A volta do junho de antigamente.
Aos poucos começo a sentir as festas juninas voltando. E não é um delírio desses
que vem de uma vontade própria tão intensa que pode enganar. Existem exemplos de
movimentos semelhantes de recuperação, tanto espontâneos quanto por determinação de
grupos ou pessoas. Lembro do Jorge Amado conclamando o Brasil para salvar a Irmandade
da Boa Morte em Cachoeira na Bahia. E tive a oportunidade de estar com a Irmandade
justo no funeral do escritor baiano. Já que estou por essas bandas, também Gilberto Gil fez
algo parecido com os filhos de Gandhi, que estavam numa situação de desmantelo total, e
hoje enchem de cor branca as avenidas no carnaval.

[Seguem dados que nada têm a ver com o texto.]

// SPDX-FileCopyrightText: 2026 Hemolink Contributors
// SPDX-License-Identifier: MIT OR Apache-2.0

//! `hemolink serve` command: the HTTP surface over the engine.
//!
//! Transport only. The external account subsystem authenticates callers
//! and supplies donor_id/hospital_id; nothing here checks credentials.

use std::str::FromStr;
use std::sync::Arc;

use axum::{
    extract::{Path, Query, State},
    http::StatusCode,
    response::{IntoResponse, Response},
    routing::{get, post},
    Json, Router,
};
use hemolink_config::HemolinkConfig;
use hemolink_core::{
    BloodGroup, DonorId, DonorResponse, EmergencyRequest, HemolinkError, HospitalId,
    NotificationId,
};
use hemolink_engine::{compatibility, Engine};
use hemolink_storage::SqliteStorage;
use serde::{Deserialize, Serialize};
use tower_http::cors::CorsLayer;
use tower_http::trace::TraceLayer;
use tracing::info;

/// Shared state for axum request handlers.
#[derive(Clone)]
pub struct AppState {
    pub engine: Engine<SqliteStorage>,
}

/// Error response body.
#[derive(Debug, Serialize)]
struct ErrorBody {
    error: String,
}

/// Map engine errors onto HTTP statuses. Client-facing variants keep
/// their message; server-side failures get a sanitized body and the
/// detail goes to the log.
fn error_response(err: HemolinkError) -> Response {
    let (status, message) = match &err {
        HemolinkError::InvalidArgument { .. } => (StatusCode::BAD_REQUEST, err.to_string()),
        HemolinkError::NotFound { .. } => (StatusCode::NOT_FOUND, err.to_string()),
        HemolinkError::AlreadyResolved { .. } => (StatusCode::CONFLICT, err.to_string()),
        HemolinkError::Storage { .. } | HemolinkError::Config(_) | HemolinkError::Internal(_) => {
            tracing::error!(error = %err, "request failed");
            (
                StatusCode::INTERNAL_SERVER_ERROR,
                "internal error".to_string(),
            )
        }
    };
    (status, Json(ErrorBody { error: message })).into_response()
}

/// Request body for POST /v1/requests.
#[derive(Debug, Deserialize)]
struct RaiseBody {
    hospital_id: i64,
    location: String,
    blood_group: String,
    #[serde(default)]
    message: String,
}

/// Request body for POST /v1/notifications/{id}/respond.
#[derive(Debug, Deserialize)]
struct RespondBody {
    donor_id: i64,
    /// One of "accepted" or "rejected"; anything else is a 400.
    response: String,
}

/// Query parameters for GET /v1/donors.
#[derive(Debug, Deserialize)]
struct DonorSearchParams {
    blood_group: Option<String>,
    location: Option<String>,
}

async fn post_request(State(state): State<AppState>, Json(body): Json<RaiseBody>) -> Response {
    let request = EmergencyRequest {
        hospital_id: HospitalId(body.hospital_id),
        location: body.location,
        blood_group: body.blood_group,
        message: body.message,
    };
    match state.engine.raise_request(&request).await {
        Ok(outcome) => (StatusCode::OK, Json(outcome)).into_response(),
        Err(e) => error_response(e),
    }
}

async fn post_respond(
    State(state): State<AppState>,
    Path(id): Path<i64>,
    Json(body): Json<RespondBody>,
) -> Response {
    let response = match DonorResponse::from_str(&body.response) {
        Ok(r) => r,
        Err(_) => {
            return error_response(HemolinkError::InvalidArgument {
                field: "response",
                reason: format!("`{}` is not one of accepted, rejected", body.response),
            });
        }
    };
    match state
        .engine
        .respond(NotificationId(id), DonorId(body.donor_id), response)
        .await
    {
        Ok(outcome) => (StatusCode::OK, Json(outcome)).into_response(),
        Err(e) => error_response(e),
    }
}

async fn get_notifications(State(state): State<AppState>, Path(id): Path<i64>) -> Response {
    match state.engine.notifications_for(DonorId(id)).await {
        Ok(feed) => (StatusCode::OK, Json(feed)).into_response(),
        Err(e) => error_response(e),
    }
}

async fn get_history(State(state): State<AppState>, Path(id): Path<i64>) -> Response {
    match state.engine.history_for(DonorId(id)).await {
        Ok(feed) => (StatusCode::OK, Json(feed)).into_response(),
        Err(e) => error_response(e),
    }
}

async fn get_donors(
    State(state): State<AppState>,
    Query(params): Query<DonorSearchParams>,
) -> Response {
    match state
        .engine
        .find_donors(params.blood_group.as_deref(), params.location.as_deref())
        .await
    {
        Ok(donors) => (StatusCode::OK, Json(donors)).into_response(),
        Err(e) => error_response(e),
    }
}

async fn get_compatibility(Path(group): Path<String>) -> Response {
    match BloodGroup::from_str(&group) {
        Ok(group) => (StatusCode::OK, Json(compatibility::lookup(group))).into_response(),
        Err(_) => error_response(HemolinkError::InvalidArgument {
            field: "blood_group",
            reason: format!("`{group}` is not a recognized blood group"),
        }),
    }
}

async fn get_health() -> Response {
    (StatusCode::OK, Json(serde_json::json!({ "status": "ok" }))).into_response()
}

/// Build the full router. Separated from [`run_serve`] so tests can drive
/// it with `tower::ServiceExt::oneshot`.
pub fn app(state: AppState) -> Router {
    Router::new()
        .route("/health", get(get_health))
        .route("/v1/requests", post(post_request))
        .route("/v1/notifications/{id}/respond", post(post_respond))
        .route("/v1/donors", get(get_donors))
        .route("/v1/donors/{id}/notifications", get(get_notifications))
        .route("/v1/donors/{id}/history", get(get_history))
        .route("/v1/compatibility/{group}", get(get_compatibility))
        .layer(TraceLayer::new_for_http())
        .layer(CorsLayer::permissive())
        .with_state(state)
}

/// Initialize the tracing subscriber from the configured log level;
/// `RUST_LOG` still wins when set.
fn init_tracing(level: &str) {
    let filter = tracing_subscriber::EnvFilter::try_from_default_env()
        .unwrap_or_else(|_| tracing_subscriber::EnvFilter::new(level));
    tracing_subscriber::fmt().with_env_filter(filter).init();
}

/// Run the `hemolink serve` command.
pub async fn run_serve(config: HemolinkConfig) -> Result<(), HemolinkError> {
    init_tracing(&config.log.level);

    info!(
        database_path = %config.storage.database_path,
        "starting hemolink serve"
    );

    let storage = Arc::new(SqliteStorage::open(&config.storage.database_path).await?);
    let state = AppState {
        engine: Engine::new(storage),
    };

    let addr = format!("{}:{}", config.server.host, config.server.port);
    let listener = tokio::net::TcpListener::bind(&addr)
        .await
        .map_err(|e| HemolinkError::Internal(format!("failed to bind to {addr}: {e}")))?;

    info!("hemolink listening on {addr}");

    axum::serve(listener, app(state))
        .await
        .map_err(|e| HemolinkError::Internal(format!("server error: {e}")))?;

    Ok(())
}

Não sei. Talvez o forró universitário, tão mau recomendado pela crítica, tenha dado uma
contribuição decisiva. O fato é que os sinais são fortes. Estamos sonhando em ter uma
programação própria para estas festas como eram antigamente.Tudo muito rico cultural e
esteticamente. Música, comida, e roupas próprias, um acontecimento importante.
E não acho que seja esta uma tendência isolada. Sinto que a pluralidade cultural do
Pais, começa a ser vista como riqueza. E antes tarde do que nunca. Porque no tempo do
regime autoritário, aquela revolução militar, tentaram fabricar uma cultura híbrida para
todo o Brasil, usando a televisão para unificação da linguagem. O direito a diferença era
visto como vozes do passado, ou mais grave ainda, um interesse subversivo de bagunçar o
progresso pátrio.
Agente tem que conviver a cada momento com a burrice de plantão. Ainda bem que de
vez em quando nos animamos com um sinal como esse. A volta do junho de antigamente.